> [WORK INSTRUCTION] State how many lines of the records contain the string "published", and give no other information.

======== DATASET RECORDS ========

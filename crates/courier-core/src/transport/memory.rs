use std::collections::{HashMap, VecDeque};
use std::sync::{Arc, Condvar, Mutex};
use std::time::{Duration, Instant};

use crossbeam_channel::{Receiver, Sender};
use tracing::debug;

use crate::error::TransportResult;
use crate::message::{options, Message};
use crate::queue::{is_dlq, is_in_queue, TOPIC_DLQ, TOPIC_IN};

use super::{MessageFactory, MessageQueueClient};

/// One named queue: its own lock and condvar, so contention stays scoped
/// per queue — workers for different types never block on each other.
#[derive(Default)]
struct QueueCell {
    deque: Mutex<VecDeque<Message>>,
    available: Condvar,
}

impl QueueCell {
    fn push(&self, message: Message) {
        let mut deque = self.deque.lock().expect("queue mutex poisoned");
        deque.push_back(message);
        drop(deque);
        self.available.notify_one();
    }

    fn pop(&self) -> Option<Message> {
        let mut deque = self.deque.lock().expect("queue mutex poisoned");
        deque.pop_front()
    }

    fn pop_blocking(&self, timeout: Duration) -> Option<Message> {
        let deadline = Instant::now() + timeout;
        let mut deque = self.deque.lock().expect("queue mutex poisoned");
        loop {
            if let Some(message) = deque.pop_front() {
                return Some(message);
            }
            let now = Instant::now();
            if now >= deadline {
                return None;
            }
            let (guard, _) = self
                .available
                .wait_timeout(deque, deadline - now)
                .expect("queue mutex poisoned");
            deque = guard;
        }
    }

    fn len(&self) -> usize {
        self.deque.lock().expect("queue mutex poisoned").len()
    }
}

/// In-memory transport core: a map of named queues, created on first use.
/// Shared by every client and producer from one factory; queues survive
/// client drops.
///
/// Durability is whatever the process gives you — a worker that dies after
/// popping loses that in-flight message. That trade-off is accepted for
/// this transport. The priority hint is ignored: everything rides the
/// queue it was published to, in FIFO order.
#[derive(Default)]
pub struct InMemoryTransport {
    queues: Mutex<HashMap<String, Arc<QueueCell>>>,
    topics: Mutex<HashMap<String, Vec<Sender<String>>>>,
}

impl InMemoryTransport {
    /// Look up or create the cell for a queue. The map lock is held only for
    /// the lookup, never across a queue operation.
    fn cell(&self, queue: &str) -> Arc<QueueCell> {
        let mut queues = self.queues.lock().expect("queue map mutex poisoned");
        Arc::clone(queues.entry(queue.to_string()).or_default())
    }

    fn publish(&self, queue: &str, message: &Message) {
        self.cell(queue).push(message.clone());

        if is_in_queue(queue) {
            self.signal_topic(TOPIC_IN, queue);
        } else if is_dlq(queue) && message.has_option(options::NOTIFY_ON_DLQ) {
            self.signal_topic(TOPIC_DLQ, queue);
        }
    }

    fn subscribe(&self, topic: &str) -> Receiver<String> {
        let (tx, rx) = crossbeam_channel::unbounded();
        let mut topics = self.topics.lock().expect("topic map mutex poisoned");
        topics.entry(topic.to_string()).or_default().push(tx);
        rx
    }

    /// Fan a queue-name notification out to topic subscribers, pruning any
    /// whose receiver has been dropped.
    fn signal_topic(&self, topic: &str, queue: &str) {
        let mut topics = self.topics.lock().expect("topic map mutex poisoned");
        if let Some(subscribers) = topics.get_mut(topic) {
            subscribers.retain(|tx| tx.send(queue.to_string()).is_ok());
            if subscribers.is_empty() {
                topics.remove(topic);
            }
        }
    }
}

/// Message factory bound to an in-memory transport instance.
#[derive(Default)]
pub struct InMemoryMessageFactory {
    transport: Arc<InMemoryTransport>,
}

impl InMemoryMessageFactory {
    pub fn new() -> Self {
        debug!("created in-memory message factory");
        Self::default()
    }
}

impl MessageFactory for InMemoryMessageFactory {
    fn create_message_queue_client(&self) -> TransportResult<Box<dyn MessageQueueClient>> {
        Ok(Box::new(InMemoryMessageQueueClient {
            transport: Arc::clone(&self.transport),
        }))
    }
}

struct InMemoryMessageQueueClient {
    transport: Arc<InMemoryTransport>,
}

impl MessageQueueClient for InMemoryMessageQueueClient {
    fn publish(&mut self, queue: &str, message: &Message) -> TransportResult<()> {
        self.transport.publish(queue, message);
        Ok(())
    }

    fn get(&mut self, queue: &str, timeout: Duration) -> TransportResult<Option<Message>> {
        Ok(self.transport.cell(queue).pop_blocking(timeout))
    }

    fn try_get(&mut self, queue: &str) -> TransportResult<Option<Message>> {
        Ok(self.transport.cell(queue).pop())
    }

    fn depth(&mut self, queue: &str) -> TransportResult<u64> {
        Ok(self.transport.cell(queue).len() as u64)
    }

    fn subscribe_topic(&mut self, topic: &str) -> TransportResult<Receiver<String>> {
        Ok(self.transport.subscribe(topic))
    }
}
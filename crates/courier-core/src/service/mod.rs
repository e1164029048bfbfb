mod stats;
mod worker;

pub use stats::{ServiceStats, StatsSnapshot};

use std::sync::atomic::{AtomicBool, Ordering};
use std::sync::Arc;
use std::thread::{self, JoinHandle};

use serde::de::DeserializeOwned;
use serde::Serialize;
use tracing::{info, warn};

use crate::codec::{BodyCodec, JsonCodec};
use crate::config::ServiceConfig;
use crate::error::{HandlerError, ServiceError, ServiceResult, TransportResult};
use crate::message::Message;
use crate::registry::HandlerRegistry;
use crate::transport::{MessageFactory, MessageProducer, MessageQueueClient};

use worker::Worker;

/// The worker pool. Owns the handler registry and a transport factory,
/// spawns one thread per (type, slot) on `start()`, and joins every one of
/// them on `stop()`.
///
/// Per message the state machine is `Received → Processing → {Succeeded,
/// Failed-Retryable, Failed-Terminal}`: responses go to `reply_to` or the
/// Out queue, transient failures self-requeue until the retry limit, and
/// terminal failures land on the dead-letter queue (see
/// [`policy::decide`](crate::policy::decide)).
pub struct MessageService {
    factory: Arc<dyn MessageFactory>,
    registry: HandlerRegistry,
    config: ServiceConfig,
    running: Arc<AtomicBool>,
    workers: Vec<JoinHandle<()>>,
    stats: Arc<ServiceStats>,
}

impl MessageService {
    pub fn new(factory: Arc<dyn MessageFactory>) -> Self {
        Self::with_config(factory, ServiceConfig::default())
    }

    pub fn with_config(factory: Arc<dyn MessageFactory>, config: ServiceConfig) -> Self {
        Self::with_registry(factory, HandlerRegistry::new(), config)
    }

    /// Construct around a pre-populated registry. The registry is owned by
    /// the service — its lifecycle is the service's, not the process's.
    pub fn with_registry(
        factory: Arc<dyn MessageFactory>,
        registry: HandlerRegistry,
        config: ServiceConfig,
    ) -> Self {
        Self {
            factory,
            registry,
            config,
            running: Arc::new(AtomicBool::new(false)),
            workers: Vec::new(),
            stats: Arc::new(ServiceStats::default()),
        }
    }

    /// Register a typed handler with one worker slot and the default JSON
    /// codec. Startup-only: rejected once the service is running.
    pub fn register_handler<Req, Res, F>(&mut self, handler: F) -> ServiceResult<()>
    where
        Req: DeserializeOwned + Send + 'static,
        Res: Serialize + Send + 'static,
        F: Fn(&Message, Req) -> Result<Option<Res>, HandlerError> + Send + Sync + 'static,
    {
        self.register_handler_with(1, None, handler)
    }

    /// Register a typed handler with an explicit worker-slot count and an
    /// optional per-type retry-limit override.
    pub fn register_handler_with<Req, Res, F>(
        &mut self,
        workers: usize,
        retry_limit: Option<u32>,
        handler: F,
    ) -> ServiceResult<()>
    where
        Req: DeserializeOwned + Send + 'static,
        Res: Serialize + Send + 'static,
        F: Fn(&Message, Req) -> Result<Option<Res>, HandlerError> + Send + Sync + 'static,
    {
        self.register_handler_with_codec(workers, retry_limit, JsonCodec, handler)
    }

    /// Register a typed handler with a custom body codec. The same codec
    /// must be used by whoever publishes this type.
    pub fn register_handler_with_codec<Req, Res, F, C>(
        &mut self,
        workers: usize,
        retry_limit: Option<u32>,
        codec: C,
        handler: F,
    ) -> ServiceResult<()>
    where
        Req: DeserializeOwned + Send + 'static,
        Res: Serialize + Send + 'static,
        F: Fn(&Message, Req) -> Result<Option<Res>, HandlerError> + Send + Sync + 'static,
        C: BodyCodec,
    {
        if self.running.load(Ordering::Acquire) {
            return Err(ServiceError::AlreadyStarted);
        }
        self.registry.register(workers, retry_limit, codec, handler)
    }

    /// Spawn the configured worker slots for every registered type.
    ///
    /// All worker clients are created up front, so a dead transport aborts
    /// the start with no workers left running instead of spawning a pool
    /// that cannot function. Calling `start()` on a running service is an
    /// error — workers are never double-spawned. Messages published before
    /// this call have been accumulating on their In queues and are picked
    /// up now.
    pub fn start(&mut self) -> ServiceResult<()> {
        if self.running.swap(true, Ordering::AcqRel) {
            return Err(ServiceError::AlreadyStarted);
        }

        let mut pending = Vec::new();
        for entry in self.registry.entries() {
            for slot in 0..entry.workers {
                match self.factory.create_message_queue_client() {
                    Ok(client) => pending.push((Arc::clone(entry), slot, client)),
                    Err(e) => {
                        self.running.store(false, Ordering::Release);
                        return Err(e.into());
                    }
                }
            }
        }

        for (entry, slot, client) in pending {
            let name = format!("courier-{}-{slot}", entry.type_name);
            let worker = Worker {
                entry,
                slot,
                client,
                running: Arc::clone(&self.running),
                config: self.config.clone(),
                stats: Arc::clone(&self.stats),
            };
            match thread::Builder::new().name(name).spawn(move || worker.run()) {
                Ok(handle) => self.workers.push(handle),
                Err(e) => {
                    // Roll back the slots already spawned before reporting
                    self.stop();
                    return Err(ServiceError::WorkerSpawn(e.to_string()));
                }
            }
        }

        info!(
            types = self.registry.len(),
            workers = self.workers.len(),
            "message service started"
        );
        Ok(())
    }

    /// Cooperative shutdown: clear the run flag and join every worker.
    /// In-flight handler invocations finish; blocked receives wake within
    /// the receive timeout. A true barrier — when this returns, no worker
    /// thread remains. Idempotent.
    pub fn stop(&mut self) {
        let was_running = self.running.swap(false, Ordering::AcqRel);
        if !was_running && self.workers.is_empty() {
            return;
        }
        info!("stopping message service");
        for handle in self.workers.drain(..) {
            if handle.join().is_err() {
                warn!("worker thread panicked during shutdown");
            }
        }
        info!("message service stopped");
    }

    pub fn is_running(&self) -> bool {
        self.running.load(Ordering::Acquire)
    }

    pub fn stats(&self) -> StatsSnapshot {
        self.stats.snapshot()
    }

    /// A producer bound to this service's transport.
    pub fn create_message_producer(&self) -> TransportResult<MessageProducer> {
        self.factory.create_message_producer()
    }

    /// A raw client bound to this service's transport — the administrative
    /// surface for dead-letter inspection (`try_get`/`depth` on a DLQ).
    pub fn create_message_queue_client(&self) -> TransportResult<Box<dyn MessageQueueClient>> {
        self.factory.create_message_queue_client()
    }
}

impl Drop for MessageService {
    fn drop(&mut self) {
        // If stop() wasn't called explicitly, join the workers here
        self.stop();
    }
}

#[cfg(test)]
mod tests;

========
======== DATASET RECORDS ========

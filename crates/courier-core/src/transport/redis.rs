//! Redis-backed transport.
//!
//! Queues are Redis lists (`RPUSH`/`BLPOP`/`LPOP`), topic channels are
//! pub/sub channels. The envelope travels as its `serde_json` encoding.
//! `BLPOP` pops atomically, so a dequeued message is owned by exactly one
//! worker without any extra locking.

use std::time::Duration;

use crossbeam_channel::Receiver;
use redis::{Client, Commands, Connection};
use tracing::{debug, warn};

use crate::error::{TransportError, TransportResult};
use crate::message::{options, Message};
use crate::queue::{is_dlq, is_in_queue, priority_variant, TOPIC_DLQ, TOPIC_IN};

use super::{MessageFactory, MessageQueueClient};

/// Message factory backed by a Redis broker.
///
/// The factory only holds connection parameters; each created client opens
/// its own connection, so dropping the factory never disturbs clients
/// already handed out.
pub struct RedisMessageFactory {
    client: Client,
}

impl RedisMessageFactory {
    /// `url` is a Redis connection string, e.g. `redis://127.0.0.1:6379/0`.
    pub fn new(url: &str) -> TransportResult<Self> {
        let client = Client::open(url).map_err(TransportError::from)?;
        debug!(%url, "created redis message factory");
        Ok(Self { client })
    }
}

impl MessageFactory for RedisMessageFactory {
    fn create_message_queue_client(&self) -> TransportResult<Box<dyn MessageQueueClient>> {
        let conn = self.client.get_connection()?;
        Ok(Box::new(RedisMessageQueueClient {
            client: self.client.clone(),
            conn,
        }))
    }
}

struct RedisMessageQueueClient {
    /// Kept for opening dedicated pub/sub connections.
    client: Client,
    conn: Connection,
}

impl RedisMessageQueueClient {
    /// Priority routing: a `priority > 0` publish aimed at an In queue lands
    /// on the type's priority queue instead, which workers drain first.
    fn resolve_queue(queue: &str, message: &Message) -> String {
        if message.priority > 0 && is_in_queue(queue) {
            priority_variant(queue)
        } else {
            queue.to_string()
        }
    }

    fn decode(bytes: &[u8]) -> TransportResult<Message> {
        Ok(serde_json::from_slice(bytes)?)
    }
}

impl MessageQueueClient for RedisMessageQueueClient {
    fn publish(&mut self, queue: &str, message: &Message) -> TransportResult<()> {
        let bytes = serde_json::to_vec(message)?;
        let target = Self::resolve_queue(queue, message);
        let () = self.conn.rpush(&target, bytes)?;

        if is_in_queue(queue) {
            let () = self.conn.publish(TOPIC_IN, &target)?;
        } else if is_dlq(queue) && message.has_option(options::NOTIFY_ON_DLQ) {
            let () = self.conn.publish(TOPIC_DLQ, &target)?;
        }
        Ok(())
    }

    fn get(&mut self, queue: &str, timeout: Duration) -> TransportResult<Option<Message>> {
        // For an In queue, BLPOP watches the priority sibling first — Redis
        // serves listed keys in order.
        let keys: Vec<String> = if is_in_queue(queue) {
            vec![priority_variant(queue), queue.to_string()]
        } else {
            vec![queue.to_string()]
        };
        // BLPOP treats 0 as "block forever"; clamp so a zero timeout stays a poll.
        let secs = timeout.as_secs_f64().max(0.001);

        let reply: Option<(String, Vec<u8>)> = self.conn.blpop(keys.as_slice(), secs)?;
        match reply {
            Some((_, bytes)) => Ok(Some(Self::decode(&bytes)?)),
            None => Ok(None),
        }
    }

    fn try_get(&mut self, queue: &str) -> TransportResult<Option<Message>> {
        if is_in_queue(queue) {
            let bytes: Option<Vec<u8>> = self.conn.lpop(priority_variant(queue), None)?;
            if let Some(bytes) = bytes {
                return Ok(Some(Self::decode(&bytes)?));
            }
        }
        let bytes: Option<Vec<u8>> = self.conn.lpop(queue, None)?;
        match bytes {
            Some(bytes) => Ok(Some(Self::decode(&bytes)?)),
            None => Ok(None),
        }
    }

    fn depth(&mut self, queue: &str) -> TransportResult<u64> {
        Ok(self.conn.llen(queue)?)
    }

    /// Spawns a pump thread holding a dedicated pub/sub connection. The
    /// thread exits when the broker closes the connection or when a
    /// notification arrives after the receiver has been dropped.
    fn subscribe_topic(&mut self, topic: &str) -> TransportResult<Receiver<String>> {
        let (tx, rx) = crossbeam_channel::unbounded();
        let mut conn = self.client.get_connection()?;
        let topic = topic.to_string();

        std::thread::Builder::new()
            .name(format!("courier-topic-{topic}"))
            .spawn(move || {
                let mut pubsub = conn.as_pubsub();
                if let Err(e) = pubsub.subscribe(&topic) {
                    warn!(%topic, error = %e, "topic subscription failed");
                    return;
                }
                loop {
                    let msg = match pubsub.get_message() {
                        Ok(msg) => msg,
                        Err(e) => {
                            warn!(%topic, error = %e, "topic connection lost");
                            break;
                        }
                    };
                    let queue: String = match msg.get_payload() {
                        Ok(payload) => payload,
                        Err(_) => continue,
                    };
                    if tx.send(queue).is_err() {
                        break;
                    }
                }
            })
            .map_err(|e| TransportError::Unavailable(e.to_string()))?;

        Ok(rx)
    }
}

========

> [RESULT OF THE EXERCISE] 2